Seth menarik napas dalam-dalam. Lalu diberanikannya diri untuk mengatakan satu kalimat yang telah dipersiapkannya dari tadi. "Maafkan aku, Alpha."
Semua yang berada di sana jelas mengerti untuk apa permintaan maaf itu diucapkan oleh Seth. Pun mereka mengerti mengapa sedari tadi Seth selalu menunduk, dihindari olehnya tatapan Oscar.

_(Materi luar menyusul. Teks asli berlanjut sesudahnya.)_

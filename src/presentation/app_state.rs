// Application state for HTTP handlers
use crate::application::exchange_rate_service::ExchangeRateService;

#[derive(Clone)]
pub struct AppState {
    pub rate_service: ExchangeRateService,
}
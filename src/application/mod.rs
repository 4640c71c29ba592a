// Application layer - Rate pipeline and use cases
pub mod decoder;
pub mod exchange_rate_service;
pub mod monthly_aggregator;
pub mod pipeline;
pub mod range_filter;
pub mod rate_source;
use serde::Deserialize;
use std::path::PathBuf;

#[derive(Debug, Deserialize, Clone)]
pub struct AppConfig {
    #[serde(default)]
    pub server: ServerSettings,
    pub provider: ProviderSettings,
}

#[derive(Debug, Deserialize, Clone)]
pub struct ServerSettings {
    #[serde(default = "default_bind_addr")]
    pub bind_addr: String,
    /// Directory with the chart page, served at `/` when set
    pub static_dir: Option<PathBuf>,
}

impl Default for ServerSettings {
    fn default() -> Self {
        Self {
            bind_addr: default_bind_addr(),
            static_dir: None,
        }
    }
}

#[derive(Debug, Deserialize, Clone)]
pub struct ProviderSettings {
    pub base_url: String,
    #[serde(default = "default_from_currency")]
    pub from_currency: String,
    #[serde(default = "default_to_currency")]
    pub to_currency: String,
    #[serde(default = "default_is_extended")]
    pub is_extended: bool,
    /// Value for the upstream `Authorization` header
    pub authorization: Option<String>,
    pub timeout_secs: Option<u64>,
}

fn default_bind_addr() -> String {
    "0.0.0.0:3000".to_string()
}

fn default_from_currency() -> String {
    "USD".to_string()
}

fn default_to_currency() -> String {
    "JPY".to_string()
}

fn default_is_extended() -> bool {
    true
}

/// `config/rates.toml`, overridden by `RATES__SECTION__KEY` environment variables
pub fn load_app_config() -> anyhow::Result<AppConfig> {
    let settings = config::Config::builder()
        .add_source(config::File::with_name("config/rates"))
        .add_source(config::Environment::with_prefix("RATES").separator("__"))
        .build()?;

    Ok(settings.try_deserialize()?)
}

#[cfg(test)]
mod tests {
    use super::*;
    use config::{Config, File, FileFormat};

    #[test]
    fn test_defaults_fill_missing_keys() {
        let settings = Config::builder()
            .add_source(File::from_str(
                "[provider]\nbase_url = \"http://localhost:9000/rates/\"",
                FileFormat::Toml,
            ))
            .build()
            .unwrap();
        let cfg: AppConfig = settings.try_deserialize().unwrap();

        assert_eq!(cfg.server.bind_addr, "0.0.0.0:3000");
        assert_eq!(cfg.server.static_dir, None);
        assert_eq!(cfg.provider.from_currency, "USD");
        assert_eq!(cfg.provider.to_currency, "JPY");
        assert!(cfg.provider.is_extended);
        assert_eq!(cfg.provider.authorization, None);
    }

    #[test]
    fn test_bundled_config_parses() {
        let settings = Config::builder()
            .add_source(File::from_str(
                include_str!("../../config/rates.toml"),
                FileFormat::Toml,
            ))
            .build()
            .unwrap();
        let cfg: AppConfig = settings.try_deserialize().unwrap();

        assert_eq!(cfg.server.bind_addr, "0.0.0.0:3000");
        assert!(cfg.provider.base_url.starts_with("https://"));
    }
}
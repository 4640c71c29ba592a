// Main entry point - Dependency injection and server setup
mod application;
mod domain;
mod infrastructure;
mod presentation;

use std::{net::SocketAddr, sync::Arc};
use tracing_subscriber::EnvFilter;

use crate::application::exchange_rate_service::ExchangeRateService;
use crate::infrastructure::config::load_app_config;
use crate::infrastructure::xe_client::XeRateClient;
use crate::presentation::app_state::AppState;
use crate::presentation::router::build_router;

#[tokio::main]
async fn main() -> anyhow::Result<()> {
    // Initialize tracing
    tracing_subscriber::fmt()
        .with_env_filter(EnvFilter::try_from_default_env().unwrap_or_else(|_| EnvFilter::new("info")))
        .init();

    // Load configuration
    let config = load_app_config()?;
    if config.provider.authorization.is_none() {
        tracing::warn!("No provider authorization configured; upstream may reject requests");
    }

    // Create rate source (infrastructure layer)
    let source = Arc::new(XeRateClient::new(&config.provider)?);

    // Create services (application layer)
    let rate_service = ExchangeRateService::new(source);

    // Create application state
    let state = Arc::new(AppState { rate_service });

    // Build router (presentation layer)
    let router = build_router(state, config.server.static_dir.as_deref());

    // Start server
    let addr: SocketAddr = config.server.bind_addr.parse()?;
    tracing::info!(
        "Serving {}/{} rates on http://{}",
        config.provider.from_currency,
        config.provider.to_currency,
        addr
    );

    axum::serve(tokio::net::TcpListener::bind(addr).await?, router).await?;

    Ok(())
}
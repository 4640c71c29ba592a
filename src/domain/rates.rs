// Exchange-rate domain models
use chrono::{DateTime, TimeDelta, Utc};
use serde::{Deserialize, Deserializer, Serialize};

/// Interval of the only provider batch we consume (one day, in ms)
pub const DAILY_INTERVAL_MS: i64 = 86_400_000;

/// A provider batch: rates sampled every `interval` ms from `start_time`
#[derive(Debug, Clone, Deserialize)]
#[serde(rename_all = "camelCase")]
pub struct RawBatch {
    #[serde(deserialize_with = "integral_millis")]
    pub interval: i64,
    #[serde(deserialize_with = "integral_millis")]
    pub start_time: i64,
    /// `null` entries are rejected rather than read as zero
    #[serde(default)]
    pub rates: Vec<f64>,
}

/// Millisecond field that may arrive as `86400000` or `86400000.0`
fn integral_millis<'de, D: Deserializer<'de>>(deserializer: D) -> Result<i64, D::Error> {
    let number = serde_json::Number::deserialize(deserializer)?;
    number
        .as_i64()
        .or_else(|| {
            number
                .as_f64()
                .filter(|ms| ms.fract() == 0.0 && ms.abs() < i64::MAX as f64)
                .map(|ms| ms as i64)
        })
        .ok_or_else(|| serde::de::Error::custom(format!("{} is not a whole number of ms", number)))
}

#[derive(Debug, Clone, Copy, PartialEq, Serialize)]
pub struct Sample {
    pub timestamp: DateTime<Utc>,
    pub rate: f64,
}

impl Sample {
    pub fn new(timestamp: DateTime<Utc>, rate: f64) -> Self {
        Self { timestamp, rate }
    }
}

/// Ordered sequence of samples, one per interval
#[derive(Debug, Clone, Default, PartialEq, Serialize)]
#[serde(transparent)]
pub struct Series {
    samples: Vec<Sample>,
}

impl Series {
    pub fn new(samples: Vec<Sample>) -> Self {
        Self { samples }
    }

    pub fn samples(&self) -> &[Sample] {
        &self.samples
    }

    pub fn len(&self) -> usize {
        self.samples.len()
    }

    pub fn is_empty(&self) -> bool {
        self.samples.is_empty()
    }

    pub fn first(&self) -> Option<&Sample> {
        self.samples.first()
    }

    pub fn last(&self) -> Option<&Sample> {
        self.samples.last()
    }

    /// Elapsed time between the first and last sample
    pub fn span(&self) -> Option<TimeDelta> {
        match (self.first(), self.last()) {
            (Some(first), Some(last)) => Some(last.timestamp - first.timestamp),
            _ => None,
        }
    }

    /// Samples taken at or after `start`, order preserved
    pub fn since(&self, start: DateTime<Utc>) -> Series {
        self.samples
            .iter()
            .filter(|s| s.timestamp >= start)
            .copied()
            .collect()
    }
}

impl FromIterator<Sample> for Series {
    fn from_iter<I: IntoIterator<Item = Sample>>(iter: I) -> Self {
        Self::new(iter.into_iter().collect())
    }
}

"Aku benar-benar tak berguna, Alpha. Aku tak bisa menjaga Era seperti yang kau perintahkan."
Hening mendadak hadir dan menyelimuti kamar Seth. Tak ada yang bicara, bahkan mereka berusaha untuk menarik napas tanpa menimbulkan sedikit pun suara. Semuanya menatap iba pada Seth dengan keprihatinan mendalam. Bisa dirasakan oleh mereka penyesalan yang sekarang pastilah sedang membebani pundak Seth.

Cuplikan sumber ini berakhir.